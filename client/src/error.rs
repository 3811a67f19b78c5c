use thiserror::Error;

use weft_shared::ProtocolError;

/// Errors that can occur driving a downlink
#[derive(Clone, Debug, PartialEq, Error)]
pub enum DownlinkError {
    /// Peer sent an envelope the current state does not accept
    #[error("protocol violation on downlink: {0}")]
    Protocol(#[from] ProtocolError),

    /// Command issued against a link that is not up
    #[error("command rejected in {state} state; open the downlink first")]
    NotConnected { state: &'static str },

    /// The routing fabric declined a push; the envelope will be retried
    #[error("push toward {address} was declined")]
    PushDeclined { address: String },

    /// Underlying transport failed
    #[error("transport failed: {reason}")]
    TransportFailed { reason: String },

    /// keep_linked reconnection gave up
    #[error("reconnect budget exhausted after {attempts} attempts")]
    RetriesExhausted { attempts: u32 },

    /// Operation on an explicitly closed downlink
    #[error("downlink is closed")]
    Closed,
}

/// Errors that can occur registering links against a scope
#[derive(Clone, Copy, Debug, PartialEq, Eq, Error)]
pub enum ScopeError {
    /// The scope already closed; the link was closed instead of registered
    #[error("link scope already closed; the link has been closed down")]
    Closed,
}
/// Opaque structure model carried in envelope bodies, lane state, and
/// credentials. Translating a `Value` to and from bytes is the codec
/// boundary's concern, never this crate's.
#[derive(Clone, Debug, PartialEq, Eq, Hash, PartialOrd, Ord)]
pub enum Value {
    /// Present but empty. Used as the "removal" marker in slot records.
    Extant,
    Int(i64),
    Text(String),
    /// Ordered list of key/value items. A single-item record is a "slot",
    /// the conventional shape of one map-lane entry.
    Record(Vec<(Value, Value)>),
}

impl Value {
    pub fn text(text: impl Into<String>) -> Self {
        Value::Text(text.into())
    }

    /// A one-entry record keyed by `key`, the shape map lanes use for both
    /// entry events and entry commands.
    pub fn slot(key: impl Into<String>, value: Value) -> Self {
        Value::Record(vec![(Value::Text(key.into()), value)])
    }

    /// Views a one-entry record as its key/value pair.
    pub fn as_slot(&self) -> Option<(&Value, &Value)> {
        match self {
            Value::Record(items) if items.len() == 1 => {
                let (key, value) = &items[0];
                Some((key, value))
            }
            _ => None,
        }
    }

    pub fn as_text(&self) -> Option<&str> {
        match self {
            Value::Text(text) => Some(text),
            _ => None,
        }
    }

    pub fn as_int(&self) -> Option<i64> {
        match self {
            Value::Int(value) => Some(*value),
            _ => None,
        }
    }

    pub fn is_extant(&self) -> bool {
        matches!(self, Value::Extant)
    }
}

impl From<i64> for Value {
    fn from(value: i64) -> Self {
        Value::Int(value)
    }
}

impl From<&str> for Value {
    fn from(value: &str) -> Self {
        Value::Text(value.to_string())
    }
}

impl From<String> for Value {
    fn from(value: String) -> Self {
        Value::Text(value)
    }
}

-- -- --

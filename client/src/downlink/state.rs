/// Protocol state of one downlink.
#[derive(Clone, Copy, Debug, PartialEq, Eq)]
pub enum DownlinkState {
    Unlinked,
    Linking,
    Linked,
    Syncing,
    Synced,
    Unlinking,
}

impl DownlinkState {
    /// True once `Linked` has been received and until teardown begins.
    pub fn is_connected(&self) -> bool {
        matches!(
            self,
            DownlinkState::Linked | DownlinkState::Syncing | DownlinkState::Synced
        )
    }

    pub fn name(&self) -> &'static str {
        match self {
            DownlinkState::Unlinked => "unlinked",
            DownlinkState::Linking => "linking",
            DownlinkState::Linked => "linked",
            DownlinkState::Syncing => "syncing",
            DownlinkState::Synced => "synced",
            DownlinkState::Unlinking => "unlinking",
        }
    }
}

-- -- --

▸ Task instructions
Scan the listing above and tally the lines that include the string "static". Write the total and nothing more.

▸ Response to the task
2